Primo sarto della maison Dior, stilista dei Beatles e pioniere della minigonna in passerella, ha associato il suo nome a collezioni per uomo e donna, interior design, hotel e ristoranti, per una creatività a 360 gradi. Di rottura l’idea di lanciare, nel 1959, la prima collezione di ready-to-wear nei magazzini Printemps e di avvicinare alla moda un pubblico più vasto.

Abbandonata la Chambre Syndacale nel 1996, Cardin ha da sempre mostrato le sue collezioni nell’Espace Cardin, aperto nel 1971 e utilizzato, in nome del suo amore per l’arte, anche per la promozione di giovani teatranti e musicisti. Ma chi è davvero questo stilista mecenate? La risposta è nei numerosi traguardi della sua biografia.

Pierre Cardin nasce a San Biagio di Callalta (Treviso) il 7 luglio 1922. Il suo vero nome è Pietro Cardin. Trasferitosi a Parigi nel 1945, studia architettura e lavora prima per Paquin, poi per Elsa Schiaparelli. Dior, che è al debutto, lo assume come primo tagliatore, ma gli incontri con Jean Cocteau e Christian Bérard lo spingono verso il teatro, tanto da fargli abbandonare la Maison Dior per aprire una sartoria teatrale.

“Ho lavorato fin da subito con Jean Cocteau, nel 1946, per i costumi de La Bella e la Bestia. Ho conosciuto i più grandi costumisti, Christian Bérard e Marcel Escoffier. Tra i miei film ricordo La principessa di Clèves, con Marina Vlady, e Jeanne la française con Jeanne Moreau. Ho studiato storia del costume, ho visitato musei, ma senza mai confondere la moda con il revival, con il recupero di antiquariato. Creare per me vuol dire inventare qualcosa che non c’è. Compito del couturier non è fare un bel vestito, è cambiare l’immagine del mondo”.

 Nel 1957 l’alta moda ha di nuovo il sopravvento tra le sue passioni e Cardin, insieme al suo braccio destro André Olivier, presenta i suoi primi modelli. Le sue “robe bulles” (i vestiti a bolle) ottengono un successo immediato e in breve tempo fanno il giro del mondo. Alla fine degli anni 50 inaugura la prima boutique al 118 di Rue du Faubourg de Saint-Honoré a Parigi e affianca al womenswear alcune creazioni per il pubblico maschile. Nel 1958 Pierre Cardin è il primo stilista europeo ad aprire un negozio in Giappone, dove inoltre inizia a insegnare taglio a tre dimensioni alla scuola di moda Bunka Fukuso.
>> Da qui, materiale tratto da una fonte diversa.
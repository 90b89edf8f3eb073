use anyhow::{anyhow, Context, Result};
use glam::UVec3;
use roxmltree::{Document, Node};
use serde::{Deserialize, Serialize};

use crate::shadow::ShadowType;

/// Lighting fields of a loaded render configuration.
///
/// Every field is optional; [`crate::LightingParams::apply_settings`] only
/// touches the ones that are present. Keys follow the camelCase names used
/// by exported render settings, unknown keys are ignored.
#[derive(Debug, Clone, PartialEq, Eq, Default, Serialize, Deserialize)]
#[serde(rename_all = "camelCase")]
pub struct RenderSettings {
    #[serde(default, skip_serializing_if = "Option::is_none")]
    pub lighting_shadows_enabled: Option<bool>,
    #[serde(default, skip_serializing_if = "Option::is_none")]
    pub lighting_cookies_enabled: Option<bool>,
    #[serde(default, skip_serializing_if = "Option::is_none")]
    pub lighting_area_lights_enabled: Option<bool>,
    #[serde(default, skip_serializing_if = "Option::is_none")]
    pub lighting_shadow_atlas_resolution: Option<u32>,
    #[serde(default, skip_serializing_if = "Option::is_none")]
    pub lighting_cookie_atlas_resolution: Option<u32>,
    #[serde(default, skip_serializing_if = "Option::is_none")]
    pub lighting_max_lights_per_cell: Option<u32>,
    #[serde(default, skip_serializing_if = "Option::is_none")]
    pub lighting_shadow_type: Option<ShadowType>,
    #[serde(default, skip_serializing_if = "Option::is_none")]
    pub lighting_cells: Option<UVec3>,
}

impl RenderSettings {
    /// Parses a JSON render settings object.
    pub fn from_json(json: &str) -> Result<Self> {
        serde_json::from_str(json).context("invalid render settings JSON")
    }

    /// Parses render settings XML, one child element per setting:
    ///
    /// ```xml
    /// <render>
    ///     <lightingShadowType>pcf5</lightingShadowType>
    ///     <lightingCells>16 4 16</lightingCells>
    /// </render>
    /// ```
    pub fn from_xml(xml: &str) -> Result<Self> {
        let document = Document::parse(xml).context("invalid render settings XML")?;
        let root = document.root_element();

        Ok(Self {
            lighting_shadows_enabled: parse_bool(optional_text(&root, "lightingShadowsEnabled"))
                .context("lightingShadowsEnabled")?,
            lighting_cookies_enabled: parse_bool(optional_text(&root, "lightingCookiesEnabled"))
                .context("lightingCookiesEnabled")?,
            lighting_area_lights_enabled: parse_bool(optional_text(
                &root,
                "lightingAreaLightsEnabled",
            ))
            .context("lightingAreaLightsEnabled")?,
            lighting_shadow_atlas_resolution: parse_u32(optional_text(
                &root,
                "lightingShadowAtlasResolution",
            ))
            .context("lightingShadowAtlasResolution")?,
            lighting_cookie_atlas_resolution: parse_u32(optional_text(
                &root,
                "lightingCookieAtlasResolution",
            ))
            .context("lightingCookieAtlasResolution")?,
            lighting_max_lights_per_cell: parse_u32(optional_text(
                &root,
                "lightingMaxLightsPerCell",
            ))
            .context("lightingMaxLightsPerCell")?,
            lighting_shadow_type: optional_text(&root, "lightingShadowType")
                .map(|value| value.parse::<ShadowType>())
                .transpose()
                .context("lightingShadowType")?,
            lighting_cells: parse_uvec3(optional_text(&root, "lightingCells"))
                .context("lightingCells")?,
        })
    }
}

fn optional_text(node: &Node<'_, '_>, tag: &str) -> Option<String> {
    node.children()
        .find(|child| child.has_tag_name(tag))
        .and_then(|child| child.text())
        .map(str::trim)
        .filter(|text| !text.is_empty())
        .map(|text| text.to_string())
}

fn parse_bool(value: Option<String>) -> Result<Option<bool>> {
    let Some(value) = value else {
        return Ok(None);
    };
    match value.as_str() {
        "true" | "1" => Ok(Some(true)),
        "false" | "0" => Ok(Some(false)),
        other => Err(anyhow!("expected a boolean, found `{other}`")),
    }
}

fn parse_u32(value: Option<String>) -> Result<Option<u32>> {
    value
        .map(|value| {
            value
                .parse::<u32>()
                .map_err(|err| anyhow!("failed to parse integer `{value}`: {err}"))
        })
        .transpose()
}

fn parse_uvec3(value: Option<String>) -> Result<Option<UVec3>> {
    let Some(value) = value else {
        return Ok(None);
    };
    let components = value
        .split_whitespace()
        .map(|component| {
            component
                .parse::<u32>()
                .map_err(|err| anyhow!("failed to parse vector component `{component}`: {err}"))
        })
        .collect::<Result<Vec<_>>>()?;
    match components.as_slice() {
        [x, y, z] => Ok(Some(UVec3::new(*x, *y, *z))),
        _ => Err(anyhow!(
            "vector needs 3 components, found {}",
            components.len()
        )),
    }
}

#[cfg(test)]
mod tests {
    use once_cell::sync::Lazy;

    use super::*;

    static FULL_XML: Lazy<String> = Lazy::new(|| {
        r#"
        <render>
            <lightingShadowsEnabled>false</lightingShadowsEnabled>
            <lightingCookiesEnabled>1</lightingCookiesEnabled>
            <lightingAreaLightsEnabled>true</lightingAreaLightsEnabled>
            <lightingShadowAtlasResolution>1024</lightingShadowAtlasResolution>
            <lightingCookieAtlasResolution>512</lightingCookieAtlasResolution>
            <lightingMaxLightsPerCell>32</lightingMaxLightsPerCell>
            <lightingShadowType>pcf5</lightingShadowType>
            <lightingCells>16 4 16</lightingCells>
        </render>
        "#
        .to_string()
    });

    fn full_settings() -> RenderSettings {
        RenderSettings {
            lighting_shadows_enabled: Some(false),
            lighting_cookies_enabled: Some(true),
            lighting_area_lights_enabled: Some(true),
            lighting_shadow_atlas_resolution: Some(1024),
            lighting_cookie_atlas_resolution: Some(512),
            lighting_max_lights_per_cell: Some(32),
            lighting_shadow_type: Some(ShadowType::Pcf5),
            lighting_cells: Some(UVec3::new(16, 4, 16)),
        }
    }

    #[test]
    fn parse_xml_populates_every_field() {
        let settings = RenderSettings::from_xml(&FULL_XML).unwrap();
        assert_eq!(settings, full_settings());
    }

    #[test]
    fn parse_json_uses_camel_case_keys() {
        let json = r#"{
            "lightingShadowsEnabled": false,
            "lightingCookiesEnabled": true,
            "lightingAreaLightsEnabled": true,
            "lightingShadowAtlasResolution": 1024,
            "lightingCookieAtlasResolution": 512,
            "lightingMaxLightsPerCell": 32,
            "lightingShadowType": 4,
            "lightingCells": [16, 4, 16],
            "gammaCorrection": 1
        }"#;
        let settings = RenderSettings::from_json(json).unwrap();
        assert_eq!(settings, full_settings());
    }

    #[test]
    fn missing_fields_stay_unset() {
        let xml = "<render><lightingCells>1 2 3</lightingCells></render>";
        let settings = RenderSettings::from_xml(xml).unwrap();
        assert_eq!(settings.lighting_cells, Some(UVec3::new(1, 2, 3)));
        assert!(settings.lighting_shadow_type.is_none());
        assert!(settings.lighting_max_lights_per_cell.is_none());

        let settings = RenderSettings::from_json("{}").unwrap();
        assert_eq!(settings, RenderSettings::default());
    }

    #[test]
    fn unknown_shadow_type_is_an_error() {
        let xml = "<render><lightingShadowType>vsm8</lightingShadowType></render>";
        assert!(RenderSettings::from_xml(xml).is_err());
        assert!(RenderSettings::from_json(r#"{"lightingShadowType": 1}"#).is_err());
    }

    #[test]
    fn malformed_values_are_errors() {
        let short_vector = "<render><lightingCells>4 4</lightingCells></render>";
        assert!(RenderSettings::from_xml(short_vector).is_err());
        assert!(RenderSettings::from_xml(
            "<render><lightingShadowsEnabled>maybe</lightingShadowsEnabled></render>"
        )
        .is_err());
        assert!(RenderSettings::from_xml("<render>").is_err());
    }
}
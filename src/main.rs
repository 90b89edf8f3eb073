use std::env;
use std::fs;
use std::path::Path;

use anyhow::{anyhow, Context, Result};
use log::info;

use clustered_lighting::{LightingParams, RenderSettings, ShaderGeneration};

const DEFAULT_MAX_TEXTURE_SIZE: u32 = 4096;

fn main() {
    env_logger::init();
    if let Err(err) = run() {
        eprintln!("Error: {err:?}");
        std::process::exit(1);
    }
}

fn run() -> Result<()> {
    let options = CliOptions::parse()?;
    let source = fs::read_to_string(&options.path)
        .with_context(|| format!("failed to read settings {}", options.path))?;
    let settings = if is_xml(&options.path) {
        RenderSettings::from_xml(&source)
    } else {
        RenderSettings::from_json(&source)
    }
    .with_context(|| format!("failed to parse settings {}", options.path))?;

    info!(
        "simulating device with max texture size {} (area lights: {})",
        options.max_texture_size, options.supports_area_lights
    );
    let generation = ShaderGeneration::new();
    let mut params = LightingParams::new(
        options.supports_area_lights,
        options.max_texture_size,
        generation.callback(),
    )?;
    params.apply_settings(&settings);

    println!("Applied settings from {}", options.path);
    print_params(&params);
    println!("Shader invalidations: {}", generation.current());
    Ok(())
}

fn is_xml(path: &str) -> bool {
    Path::new(path)
        .extension()
        .is_some_and(|ext| ext.eq_ignore_ascii_case("xml"))
}

fn print_params(params: &LightingParams) {
    let cells = params.cells();
    println!(" - cells = ({}, {}, {})", cells.x, cells.y, cells.z);
    println!(" - max_lights_per_cell = {}", params.max_lights_per_cell());
    println!(" - shadows_enabled = {}", params.shadows_enabled());
    println!(" - shadow_type = {}", params.shadow_type());
    println!(
        " - shadow_atlas_resolution = {}",
        params.shadow_atlas_resolution()
    );
    println!(" - cookies_enabled = {}", params.cookies_enabled());
    println!(
        " - cookie_atlas_resolution = {}",
        params.cookie_atlas_resolution()
    );
    println!(" - area_lights_enabled = {}", params.area_lights_enabled());
}

struct CliOptions {
    path: String,
    max_texture_size: u32,
    supports_area_lights: bool,
}

impl CliOptions {
    fn parse() -> Result<Self> {
        let mut args = env::args().skip(1);
        let Some(path) = args.next() else {
            return Err(anyhow!(
                "Usage: clustered-lighting <settings.(json|xml)> [--max-texture-size N] [--no-area-lights]"
            ));
        };
        let mut max_texture_size = DEFAULT_MAX_TEXTURE_SIZE;
        let mut supports_area_lights = true;
        while let Some(arg) = args.next() {
            match arg.as_str() {
                "--max-texture-size" => {
                    let value = args
                        .next()
                        .ok_or_else(|| anyhow!("--max-texture-size expects a value"))?;
                    max_texture_size = value
                        .parse()
                        .with_context(|| format!("invalid max texture size `{value}`"))?;
                }
                "--no-area-lights" => supports_area_lights = false,
                other => {
                    return Err(anyhow!(
                        "Unknown argument: {other}. Expected --max-texture-size or --no-area-lights"
                    ));
                }
            }
        }
        Ok(Self {
            path,
            max_texture_size,
            supports_area_lights,
        })
    }
}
“Sono stato il primo socialista della moda”, ha raccontato in passato Cardin, che nel 1959 firma un contratto di distribuzione con in grandi magazzini Printemps e con la Rinascente, e per questo viene espulso dalla Chambre Syndacale. “Con i soldi ricavati da quei contratti - puntualizza - mi sono autofinanziato, ho ingrandito i miei atelier, ho rilevato una camiceria che mi ha suggerito l’idea della moda da uomo”. Pioniere del prêt-à-porter, Cardin scommette sulla produzione industriale di abiti e di accessori: “L’ho fatto per due ordini di motivi - ha spiegato Cardin in numerose interviste alla stampa internazionale - uno: economico.

Con l’alta moda non puoi fare la quantità e quindi il guadagno. Solo producendo in serie, con prezzi accessibili, hai profitto. L’altro motivo, diciamo così, era ideologico: un po’ di sinistra, un po’ socialista. Volevo mettere la moda alla portata di tutti, non solo dei ricchi. Cercavo, lo ripeto, il modo per cambiare faccia al mondo: la grande diffusione degli abiti prêt-à-porter serviva a questo”.

Cardin introduce inoltre, nel campo della moda maschile, il gusto per capi estrosi, per colori e fantasie, in contrasto con il rigore imposto allora dalla tradizione britannica. Per questo, quando nel 1963 l’imprenditore e produttore inglese Brian Epstein decide di cambiare l’immagine dei Beatles e di togliere il cuoio nero dilagante dei look dei loro esordi si rivolge a Cardin. Nasce il look Beatles: pantaloni aderenti, tronchetti con elastici ai lati e giacche senza collo. Con il womenswear lo stilista è un habitué delle collezioni fiume, capace di arrivare fino a 300 modelli e di alternare abiti sofisticati e un’eleganza pura, a creazioni quasi kitsch e invenzioni futuristiche

Pierre Cardin è stato tra i primi stilisti della sua epoca a portare in passerella la minigonna, strettissima e con spacchi sensuali. Il suo è uno stile d’avanguardia: abiti in plexiglas, shorts di vinile e accessori in plastica. La sua abilità nel giocare con i tessuti arriva talvolta a ignorare le forme femminili, avvicinando gli abiti a opere architettoniche. A lui si deve la diffusione della moda unisex, sperimentale e poco pratica. Cardin diviene noto per il suo stile d'avanguardia, ispirato all'era spaziale.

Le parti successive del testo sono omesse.